EXERCISE PROMPT
Whenever a line below holds the word "StoreError", copy that line.

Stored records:
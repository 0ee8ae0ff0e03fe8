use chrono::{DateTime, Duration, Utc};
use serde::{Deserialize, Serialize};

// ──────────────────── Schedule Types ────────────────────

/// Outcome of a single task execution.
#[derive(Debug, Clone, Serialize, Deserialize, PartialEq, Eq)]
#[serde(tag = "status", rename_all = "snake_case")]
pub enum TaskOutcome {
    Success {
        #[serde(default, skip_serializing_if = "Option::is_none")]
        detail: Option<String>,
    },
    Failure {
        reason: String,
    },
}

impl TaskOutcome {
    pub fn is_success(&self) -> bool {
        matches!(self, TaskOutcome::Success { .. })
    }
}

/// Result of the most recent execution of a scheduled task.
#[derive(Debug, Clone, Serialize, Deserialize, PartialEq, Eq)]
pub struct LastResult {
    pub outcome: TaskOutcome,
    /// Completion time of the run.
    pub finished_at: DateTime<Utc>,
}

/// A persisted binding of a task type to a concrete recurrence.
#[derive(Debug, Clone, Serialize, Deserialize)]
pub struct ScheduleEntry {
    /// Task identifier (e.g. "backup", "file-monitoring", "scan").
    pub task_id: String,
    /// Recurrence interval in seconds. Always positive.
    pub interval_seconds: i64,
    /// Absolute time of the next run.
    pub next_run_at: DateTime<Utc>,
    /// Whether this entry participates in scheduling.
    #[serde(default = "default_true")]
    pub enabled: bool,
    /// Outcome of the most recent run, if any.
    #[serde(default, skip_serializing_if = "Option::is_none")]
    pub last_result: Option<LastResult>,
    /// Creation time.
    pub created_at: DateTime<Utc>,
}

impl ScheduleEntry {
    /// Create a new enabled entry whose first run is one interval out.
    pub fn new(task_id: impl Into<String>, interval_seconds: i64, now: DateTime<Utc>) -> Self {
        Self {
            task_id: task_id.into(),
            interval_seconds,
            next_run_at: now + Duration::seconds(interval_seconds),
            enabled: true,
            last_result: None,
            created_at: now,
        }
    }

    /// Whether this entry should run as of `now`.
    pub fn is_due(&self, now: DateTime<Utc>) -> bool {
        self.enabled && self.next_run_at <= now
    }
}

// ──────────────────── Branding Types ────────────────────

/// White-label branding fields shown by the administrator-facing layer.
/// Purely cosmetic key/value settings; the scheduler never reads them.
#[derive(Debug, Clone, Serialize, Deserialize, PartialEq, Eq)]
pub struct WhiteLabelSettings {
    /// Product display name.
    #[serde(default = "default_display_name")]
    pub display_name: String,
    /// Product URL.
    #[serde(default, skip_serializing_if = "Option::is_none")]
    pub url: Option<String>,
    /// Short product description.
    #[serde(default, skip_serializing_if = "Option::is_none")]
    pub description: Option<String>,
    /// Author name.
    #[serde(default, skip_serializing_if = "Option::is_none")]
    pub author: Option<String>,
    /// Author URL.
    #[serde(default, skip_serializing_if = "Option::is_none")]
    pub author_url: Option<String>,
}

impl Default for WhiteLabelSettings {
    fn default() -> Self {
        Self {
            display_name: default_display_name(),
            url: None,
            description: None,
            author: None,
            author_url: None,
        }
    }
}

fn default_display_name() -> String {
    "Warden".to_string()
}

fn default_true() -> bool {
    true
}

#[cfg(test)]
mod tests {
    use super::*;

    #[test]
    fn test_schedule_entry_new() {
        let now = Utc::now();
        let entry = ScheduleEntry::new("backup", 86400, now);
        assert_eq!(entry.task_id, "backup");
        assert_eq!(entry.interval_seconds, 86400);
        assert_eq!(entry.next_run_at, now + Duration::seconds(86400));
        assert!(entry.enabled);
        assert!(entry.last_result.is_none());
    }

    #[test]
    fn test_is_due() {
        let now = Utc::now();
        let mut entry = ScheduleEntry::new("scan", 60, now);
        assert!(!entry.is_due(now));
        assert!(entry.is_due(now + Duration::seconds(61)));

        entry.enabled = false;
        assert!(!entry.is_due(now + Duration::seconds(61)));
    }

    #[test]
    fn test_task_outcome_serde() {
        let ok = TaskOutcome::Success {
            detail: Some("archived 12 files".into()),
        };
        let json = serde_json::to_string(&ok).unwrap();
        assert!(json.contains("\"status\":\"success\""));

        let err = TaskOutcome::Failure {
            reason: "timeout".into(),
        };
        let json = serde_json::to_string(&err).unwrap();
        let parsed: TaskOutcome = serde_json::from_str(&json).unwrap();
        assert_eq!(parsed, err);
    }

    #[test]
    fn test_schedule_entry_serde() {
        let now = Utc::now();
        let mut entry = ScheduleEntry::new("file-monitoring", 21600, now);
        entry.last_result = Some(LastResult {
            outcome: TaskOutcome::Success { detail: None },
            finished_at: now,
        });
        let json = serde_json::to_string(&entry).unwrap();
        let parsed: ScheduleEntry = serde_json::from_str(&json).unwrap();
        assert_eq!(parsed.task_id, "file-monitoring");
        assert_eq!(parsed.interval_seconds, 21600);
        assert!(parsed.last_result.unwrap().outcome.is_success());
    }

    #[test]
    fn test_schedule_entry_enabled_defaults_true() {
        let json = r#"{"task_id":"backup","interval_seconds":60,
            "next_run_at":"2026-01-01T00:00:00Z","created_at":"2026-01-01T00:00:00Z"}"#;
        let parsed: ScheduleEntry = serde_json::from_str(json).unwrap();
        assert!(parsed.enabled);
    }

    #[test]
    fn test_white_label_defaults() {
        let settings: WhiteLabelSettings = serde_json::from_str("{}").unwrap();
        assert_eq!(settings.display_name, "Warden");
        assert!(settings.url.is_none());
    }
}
==
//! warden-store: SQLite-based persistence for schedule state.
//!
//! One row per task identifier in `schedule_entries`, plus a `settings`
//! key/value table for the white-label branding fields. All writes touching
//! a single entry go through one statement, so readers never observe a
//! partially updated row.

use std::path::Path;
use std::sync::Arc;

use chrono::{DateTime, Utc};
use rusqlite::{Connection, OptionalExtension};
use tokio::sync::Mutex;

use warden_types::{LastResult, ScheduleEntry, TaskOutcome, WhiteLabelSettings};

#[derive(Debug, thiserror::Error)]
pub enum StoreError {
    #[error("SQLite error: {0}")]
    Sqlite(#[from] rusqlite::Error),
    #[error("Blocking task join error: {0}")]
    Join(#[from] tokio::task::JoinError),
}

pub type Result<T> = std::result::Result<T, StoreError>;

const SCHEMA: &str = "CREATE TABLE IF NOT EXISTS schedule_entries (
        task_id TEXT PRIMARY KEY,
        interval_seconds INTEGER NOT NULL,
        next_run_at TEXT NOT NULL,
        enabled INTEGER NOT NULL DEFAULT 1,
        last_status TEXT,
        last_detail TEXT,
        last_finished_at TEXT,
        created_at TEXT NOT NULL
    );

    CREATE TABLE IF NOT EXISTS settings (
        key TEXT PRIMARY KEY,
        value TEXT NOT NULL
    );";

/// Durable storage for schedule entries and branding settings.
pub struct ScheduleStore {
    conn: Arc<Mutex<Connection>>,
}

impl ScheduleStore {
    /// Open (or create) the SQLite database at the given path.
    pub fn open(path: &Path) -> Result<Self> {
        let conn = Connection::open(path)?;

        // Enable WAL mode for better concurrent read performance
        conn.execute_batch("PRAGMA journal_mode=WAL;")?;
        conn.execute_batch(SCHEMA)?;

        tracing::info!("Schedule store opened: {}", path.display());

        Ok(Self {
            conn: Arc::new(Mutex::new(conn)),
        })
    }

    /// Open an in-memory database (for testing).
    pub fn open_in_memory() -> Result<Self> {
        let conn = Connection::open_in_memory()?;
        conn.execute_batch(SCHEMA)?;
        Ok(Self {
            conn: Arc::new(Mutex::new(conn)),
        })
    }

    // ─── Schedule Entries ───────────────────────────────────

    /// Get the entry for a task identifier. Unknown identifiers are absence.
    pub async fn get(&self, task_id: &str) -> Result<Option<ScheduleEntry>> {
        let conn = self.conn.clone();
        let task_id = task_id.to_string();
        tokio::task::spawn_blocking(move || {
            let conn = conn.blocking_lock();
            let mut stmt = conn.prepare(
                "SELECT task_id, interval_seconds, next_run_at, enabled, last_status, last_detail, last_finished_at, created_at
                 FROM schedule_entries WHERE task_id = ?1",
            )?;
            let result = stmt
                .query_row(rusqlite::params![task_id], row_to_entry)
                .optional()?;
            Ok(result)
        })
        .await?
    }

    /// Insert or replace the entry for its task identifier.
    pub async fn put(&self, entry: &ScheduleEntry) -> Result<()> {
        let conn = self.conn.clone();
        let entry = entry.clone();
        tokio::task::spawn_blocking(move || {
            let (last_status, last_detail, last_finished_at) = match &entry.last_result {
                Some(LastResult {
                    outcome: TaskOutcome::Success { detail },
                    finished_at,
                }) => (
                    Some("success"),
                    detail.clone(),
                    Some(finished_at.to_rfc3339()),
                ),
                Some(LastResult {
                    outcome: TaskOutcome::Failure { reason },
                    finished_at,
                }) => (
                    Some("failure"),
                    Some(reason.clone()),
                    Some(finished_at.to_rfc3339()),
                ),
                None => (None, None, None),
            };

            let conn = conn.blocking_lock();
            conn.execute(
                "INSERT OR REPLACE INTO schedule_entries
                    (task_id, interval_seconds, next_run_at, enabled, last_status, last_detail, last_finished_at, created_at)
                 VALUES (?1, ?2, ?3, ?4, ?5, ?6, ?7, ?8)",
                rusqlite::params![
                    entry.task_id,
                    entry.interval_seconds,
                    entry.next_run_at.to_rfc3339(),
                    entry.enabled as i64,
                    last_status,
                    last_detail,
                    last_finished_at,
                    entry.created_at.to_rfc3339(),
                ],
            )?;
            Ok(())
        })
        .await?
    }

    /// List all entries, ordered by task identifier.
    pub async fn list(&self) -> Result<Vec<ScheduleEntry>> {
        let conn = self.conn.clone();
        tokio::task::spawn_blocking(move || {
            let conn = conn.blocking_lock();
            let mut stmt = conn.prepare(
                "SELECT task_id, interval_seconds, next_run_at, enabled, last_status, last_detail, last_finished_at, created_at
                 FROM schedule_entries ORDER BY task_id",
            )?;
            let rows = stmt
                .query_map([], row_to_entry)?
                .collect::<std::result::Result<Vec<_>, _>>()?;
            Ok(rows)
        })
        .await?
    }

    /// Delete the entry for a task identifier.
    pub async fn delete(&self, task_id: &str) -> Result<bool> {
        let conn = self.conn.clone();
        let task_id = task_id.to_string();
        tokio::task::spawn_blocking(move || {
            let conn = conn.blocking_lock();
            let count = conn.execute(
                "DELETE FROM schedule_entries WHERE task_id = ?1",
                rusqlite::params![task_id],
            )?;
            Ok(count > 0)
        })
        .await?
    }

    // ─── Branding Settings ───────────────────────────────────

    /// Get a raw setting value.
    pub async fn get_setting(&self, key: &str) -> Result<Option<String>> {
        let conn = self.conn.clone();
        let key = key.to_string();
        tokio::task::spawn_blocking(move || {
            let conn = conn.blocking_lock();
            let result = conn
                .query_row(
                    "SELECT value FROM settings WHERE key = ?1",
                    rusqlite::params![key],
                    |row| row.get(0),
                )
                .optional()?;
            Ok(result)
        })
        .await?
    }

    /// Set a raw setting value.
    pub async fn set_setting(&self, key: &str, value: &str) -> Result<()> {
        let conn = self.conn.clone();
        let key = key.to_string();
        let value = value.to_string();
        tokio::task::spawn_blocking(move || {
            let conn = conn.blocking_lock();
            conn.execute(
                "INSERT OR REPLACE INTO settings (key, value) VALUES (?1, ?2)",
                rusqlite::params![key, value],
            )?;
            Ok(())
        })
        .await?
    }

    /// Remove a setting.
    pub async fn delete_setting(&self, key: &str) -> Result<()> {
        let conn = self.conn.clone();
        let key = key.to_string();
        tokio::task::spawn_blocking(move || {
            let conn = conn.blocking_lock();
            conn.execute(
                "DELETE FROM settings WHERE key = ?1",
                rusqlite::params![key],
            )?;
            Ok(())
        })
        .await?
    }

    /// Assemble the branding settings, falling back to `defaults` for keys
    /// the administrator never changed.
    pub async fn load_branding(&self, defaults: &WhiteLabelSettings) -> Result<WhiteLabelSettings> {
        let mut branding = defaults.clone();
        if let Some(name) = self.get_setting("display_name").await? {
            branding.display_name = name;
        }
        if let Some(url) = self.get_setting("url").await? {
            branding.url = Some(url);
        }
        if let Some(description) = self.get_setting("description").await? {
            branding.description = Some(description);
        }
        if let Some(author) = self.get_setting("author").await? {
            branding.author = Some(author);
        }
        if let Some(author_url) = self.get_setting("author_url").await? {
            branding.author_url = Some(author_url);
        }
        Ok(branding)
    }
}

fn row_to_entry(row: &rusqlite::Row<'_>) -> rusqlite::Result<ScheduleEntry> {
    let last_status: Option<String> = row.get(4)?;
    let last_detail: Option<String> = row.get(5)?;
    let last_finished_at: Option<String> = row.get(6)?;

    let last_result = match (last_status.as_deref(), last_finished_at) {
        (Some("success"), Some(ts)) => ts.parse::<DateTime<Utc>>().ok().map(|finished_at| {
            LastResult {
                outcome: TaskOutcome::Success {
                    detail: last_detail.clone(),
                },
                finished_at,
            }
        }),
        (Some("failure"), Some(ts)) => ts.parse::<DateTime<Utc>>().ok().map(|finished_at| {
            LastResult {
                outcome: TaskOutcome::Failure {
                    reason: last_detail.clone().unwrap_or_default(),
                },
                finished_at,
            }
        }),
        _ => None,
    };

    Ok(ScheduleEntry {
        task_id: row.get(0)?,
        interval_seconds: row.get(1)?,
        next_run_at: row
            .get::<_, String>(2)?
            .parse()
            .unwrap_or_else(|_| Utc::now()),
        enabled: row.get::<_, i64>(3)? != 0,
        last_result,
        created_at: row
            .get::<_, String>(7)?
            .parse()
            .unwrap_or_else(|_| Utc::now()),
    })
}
...
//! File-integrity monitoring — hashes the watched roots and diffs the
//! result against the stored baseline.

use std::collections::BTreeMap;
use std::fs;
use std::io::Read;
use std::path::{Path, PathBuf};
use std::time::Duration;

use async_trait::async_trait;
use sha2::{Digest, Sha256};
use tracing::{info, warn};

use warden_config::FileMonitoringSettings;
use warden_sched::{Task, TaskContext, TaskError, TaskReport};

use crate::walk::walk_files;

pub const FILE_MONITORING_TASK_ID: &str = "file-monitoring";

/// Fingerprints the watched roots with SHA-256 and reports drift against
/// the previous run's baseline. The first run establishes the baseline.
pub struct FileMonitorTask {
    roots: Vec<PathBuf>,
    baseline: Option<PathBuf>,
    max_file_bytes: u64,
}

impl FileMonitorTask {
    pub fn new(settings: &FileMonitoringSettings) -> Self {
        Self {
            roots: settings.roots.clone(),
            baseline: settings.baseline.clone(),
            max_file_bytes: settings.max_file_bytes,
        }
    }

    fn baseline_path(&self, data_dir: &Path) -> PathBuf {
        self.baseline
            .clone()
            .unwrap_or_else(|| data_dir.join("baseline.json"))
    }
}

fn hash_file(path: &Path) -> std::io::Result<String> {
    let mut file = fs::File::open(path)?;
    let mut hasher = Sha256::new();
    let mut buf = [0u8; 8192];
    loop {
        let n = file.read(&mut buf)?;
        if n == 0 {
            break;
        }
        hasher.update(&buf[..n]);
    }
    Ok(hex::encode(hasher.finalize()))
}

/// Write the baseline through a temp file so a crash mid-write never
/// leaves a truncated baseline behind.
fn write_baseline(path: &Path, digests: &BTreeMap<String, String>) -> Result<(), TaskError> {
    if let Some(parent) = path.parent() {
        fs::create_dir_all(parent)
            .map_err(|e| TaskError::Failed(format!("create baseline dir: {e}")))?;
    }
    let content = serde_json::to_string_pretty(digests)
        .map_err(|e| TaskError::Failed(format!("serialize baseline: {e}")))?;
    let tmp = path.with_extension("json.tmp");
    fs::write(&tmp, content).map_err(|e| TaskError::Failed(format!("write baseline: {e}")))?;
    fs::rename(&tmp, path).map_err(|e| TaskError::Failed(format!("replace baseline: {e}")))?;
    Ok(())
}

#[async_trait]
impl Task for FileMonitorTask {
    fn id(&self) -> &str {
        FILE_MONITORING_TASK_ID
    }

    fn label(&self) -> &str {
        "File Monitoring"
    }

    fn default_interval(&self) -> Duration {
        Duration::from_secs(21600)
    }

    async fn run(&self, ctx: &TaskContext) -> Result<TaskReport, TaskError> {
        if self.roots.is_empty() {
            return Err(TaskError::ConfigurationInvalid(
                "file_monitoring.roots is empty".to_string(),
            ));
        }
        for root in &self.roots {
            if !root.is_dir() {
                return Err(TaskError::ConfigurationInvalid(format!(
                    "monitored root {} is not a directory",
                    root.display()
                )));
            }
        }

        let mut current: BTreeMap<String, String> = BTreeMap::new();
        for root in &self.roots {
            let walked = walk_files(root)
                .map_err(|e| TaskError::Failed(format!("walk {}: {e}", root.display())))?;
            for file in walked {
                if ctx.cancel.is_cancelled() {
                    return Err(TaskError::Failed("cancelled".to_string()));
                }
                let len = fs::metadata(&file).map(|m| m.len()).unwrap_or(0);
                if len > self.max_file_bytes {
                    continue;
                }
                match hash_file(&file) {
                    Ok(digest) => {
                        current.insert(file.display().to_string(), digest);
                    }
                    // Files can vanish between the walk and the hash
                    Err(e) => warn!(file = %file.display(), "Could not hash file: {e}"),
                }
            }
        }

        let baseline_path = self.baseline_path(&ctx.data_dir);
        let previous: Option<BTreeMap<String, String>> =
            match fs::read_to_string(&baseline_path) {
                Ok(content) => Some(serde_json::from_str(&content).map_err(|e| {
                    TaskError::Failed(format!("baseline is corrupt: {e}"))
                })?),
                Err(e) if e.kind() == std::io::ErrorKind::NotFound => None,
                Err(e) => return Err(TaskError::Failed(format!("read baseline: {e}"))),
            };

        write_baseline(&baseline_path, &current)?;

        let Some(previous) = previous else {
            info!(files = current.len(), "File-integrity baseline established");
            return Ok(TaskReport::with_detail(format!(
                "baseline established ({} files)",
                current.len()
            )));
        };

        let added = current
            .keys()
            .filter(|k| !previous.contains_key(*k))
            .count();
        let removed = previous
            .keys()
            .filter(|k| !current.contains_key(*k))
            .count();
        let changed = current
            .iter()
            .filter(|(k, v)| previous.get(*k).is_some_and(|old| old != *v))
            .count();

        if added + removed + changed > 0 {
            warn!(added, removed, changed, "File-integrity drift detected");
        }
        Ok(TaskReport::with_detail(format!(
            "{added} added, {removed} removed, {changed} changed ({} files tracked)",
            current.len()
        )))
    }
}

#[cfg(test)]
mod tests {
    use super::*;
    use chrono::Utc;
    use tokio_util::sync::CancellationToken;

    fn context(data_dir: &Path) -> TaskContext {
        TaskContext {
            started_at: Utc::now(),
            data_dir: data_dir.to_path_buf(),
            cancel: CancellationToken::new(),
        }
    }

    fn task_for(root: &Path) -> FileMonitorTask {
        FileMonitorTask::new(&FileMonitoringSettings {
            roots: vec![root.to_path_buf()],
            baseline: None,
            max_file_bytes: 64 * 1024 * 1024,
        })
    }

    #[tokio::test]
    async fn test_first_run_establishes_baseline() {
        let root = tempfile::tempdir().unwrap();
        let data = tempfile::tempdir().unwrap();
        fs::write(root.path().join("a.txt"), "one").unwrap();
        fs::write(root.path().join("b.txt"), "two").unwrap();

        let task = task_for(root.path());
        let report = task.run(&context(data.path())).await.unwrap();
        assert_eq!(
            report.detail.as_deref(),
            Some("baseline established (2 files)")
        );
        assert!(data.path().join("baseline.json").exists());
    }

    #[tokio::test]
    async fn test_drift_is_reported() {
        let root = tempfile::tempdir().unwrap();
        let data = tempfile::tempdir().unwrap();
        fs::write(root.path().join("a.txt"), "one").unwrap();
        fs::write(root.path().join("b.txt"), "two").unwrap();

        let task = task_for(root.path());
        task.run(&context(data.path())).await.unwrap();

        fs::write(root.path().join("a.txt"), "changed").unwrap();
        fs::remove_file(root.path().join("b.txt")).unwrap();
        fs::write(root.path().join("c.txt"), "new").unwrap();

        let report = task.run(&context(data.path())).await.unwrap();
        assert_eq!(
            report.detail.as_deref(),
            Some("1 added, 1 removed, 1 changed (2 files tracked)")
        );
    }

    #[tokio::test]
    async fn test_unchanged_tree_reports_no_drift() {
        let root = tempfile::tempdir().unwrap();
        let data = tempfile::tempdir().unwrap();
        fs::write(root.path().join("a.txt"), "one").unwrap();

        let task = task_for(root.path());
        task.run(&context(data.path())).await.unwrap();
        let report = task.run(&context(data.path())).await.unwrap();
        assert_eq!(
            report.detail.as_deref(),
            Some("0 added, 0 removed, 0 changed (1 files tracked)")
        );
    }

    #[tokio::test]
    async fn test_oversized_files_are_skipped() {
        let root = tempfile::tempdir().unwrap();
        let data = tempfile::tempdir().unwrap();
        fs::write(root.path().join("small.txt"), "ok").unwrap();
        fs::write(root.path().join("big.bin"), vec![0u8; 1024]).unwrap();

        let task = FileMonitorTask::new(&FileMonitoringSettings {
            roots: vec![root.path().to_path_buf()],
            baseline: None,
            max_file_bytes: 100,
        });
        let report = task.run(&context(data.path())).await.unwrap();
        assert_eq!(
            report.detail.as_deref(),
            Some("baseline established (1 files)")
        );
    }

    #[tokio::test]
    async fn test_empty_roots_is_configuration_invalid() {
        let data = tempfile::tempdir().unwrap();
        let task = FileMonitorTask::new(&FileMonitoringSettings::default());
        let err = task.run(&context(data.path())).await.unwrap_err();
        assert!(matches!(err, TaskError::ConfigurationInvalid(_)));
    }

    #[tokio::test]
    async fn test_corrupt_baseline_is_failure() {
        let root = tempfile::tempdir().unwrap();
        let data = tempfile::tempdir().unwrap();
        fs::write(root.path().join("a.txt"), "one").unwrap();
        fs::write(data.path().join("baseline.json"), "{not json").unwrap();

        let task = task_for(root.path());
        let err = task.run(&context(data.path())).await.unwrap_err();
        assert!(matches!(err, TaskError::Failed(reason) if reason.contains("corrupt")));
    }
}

RESPONSE
pub enum StoreError {
pub type Result<T> = std::result::Result<T, StoreError>;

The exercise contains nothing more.